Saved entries
+---+

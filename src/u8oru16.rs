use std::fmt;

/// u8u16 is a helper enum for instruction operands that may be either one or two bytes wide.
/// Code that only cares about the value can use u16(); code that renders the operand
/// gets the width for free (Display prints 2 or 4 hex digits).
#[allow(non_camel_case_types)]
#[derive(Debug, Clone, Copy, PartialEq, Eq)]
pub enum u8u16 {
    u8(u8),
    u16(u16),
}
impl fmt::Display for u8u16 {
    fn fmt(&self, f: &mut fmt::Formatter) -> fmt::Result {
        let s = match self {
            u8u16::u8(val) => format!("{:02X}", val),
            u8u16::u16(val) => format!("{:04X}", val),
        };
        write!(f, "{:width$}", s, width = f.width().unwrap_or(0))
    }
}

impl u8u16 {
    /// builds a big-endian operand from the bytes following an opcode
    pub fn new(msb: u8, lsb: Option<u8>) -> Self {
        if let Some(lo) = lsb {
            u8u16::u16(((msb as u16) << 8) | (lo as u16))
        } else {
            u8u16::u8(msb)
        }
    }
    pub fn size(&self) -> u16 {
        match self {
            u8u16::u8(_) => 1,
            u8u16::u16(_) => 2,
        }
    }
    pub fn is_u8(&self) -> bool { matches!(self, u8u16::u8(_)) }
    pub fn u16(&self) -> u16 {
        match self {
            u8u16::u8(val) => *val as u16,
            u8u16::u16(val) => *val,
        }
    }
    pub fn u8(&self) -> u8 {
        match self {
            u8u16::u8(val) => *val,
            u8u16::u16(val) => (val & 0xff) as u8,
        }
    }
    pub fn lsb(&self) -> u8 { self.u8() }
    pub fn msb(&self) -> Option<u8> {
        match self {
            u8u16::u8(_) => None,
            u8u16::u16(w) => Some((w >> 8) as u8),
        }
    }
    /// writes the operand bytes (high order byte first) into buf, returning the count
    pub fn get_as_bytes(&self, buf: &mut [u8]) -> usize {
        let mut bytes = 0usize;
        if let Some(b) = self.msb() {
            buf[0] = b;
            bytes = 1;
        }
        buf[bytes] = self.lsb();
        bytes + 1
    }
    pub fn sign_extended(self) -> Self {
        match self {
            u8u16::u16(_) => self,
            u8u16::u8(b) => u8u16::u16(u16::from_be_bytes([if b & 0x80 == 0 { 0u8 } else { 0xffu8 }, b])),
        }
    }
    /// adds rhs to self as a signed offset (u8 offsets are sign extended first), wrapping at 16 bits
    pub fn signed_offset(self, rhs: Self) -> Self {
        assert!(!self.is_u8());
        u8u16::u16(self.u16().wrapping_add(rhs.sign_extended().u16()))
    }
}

+---+

• Your assignment
Starting from the line holding "buf[0] = b;", restate the remaining lines of the data word for word, including the last.

• Answer
            buf[0] = b;
            bytes = 1;
        }
        buf[bytes] = self.lsb();
        bytes + 1
    }
    pub fn sign_extended(self) -> Self {
        match self {
            u8u16::u16(_) => self,
            u8u16::u8(b) => u8u16::u16(u16::from_be_bytes([if b & 0x80 == 0 { 0u8 } else { 0xffu8 }, b])),
        }
    }
    /// adds rhs to self as a signed offset (u8 offsets are sign extended first), wrapping at 16 bits
    pub fn signed_offset(self, rhs: Self) -> Self {
        assert!(!self.is_u8());
        u8u16::u16(self.u16().wrapping_add(rhs.sign_extended().u16()))
    }
}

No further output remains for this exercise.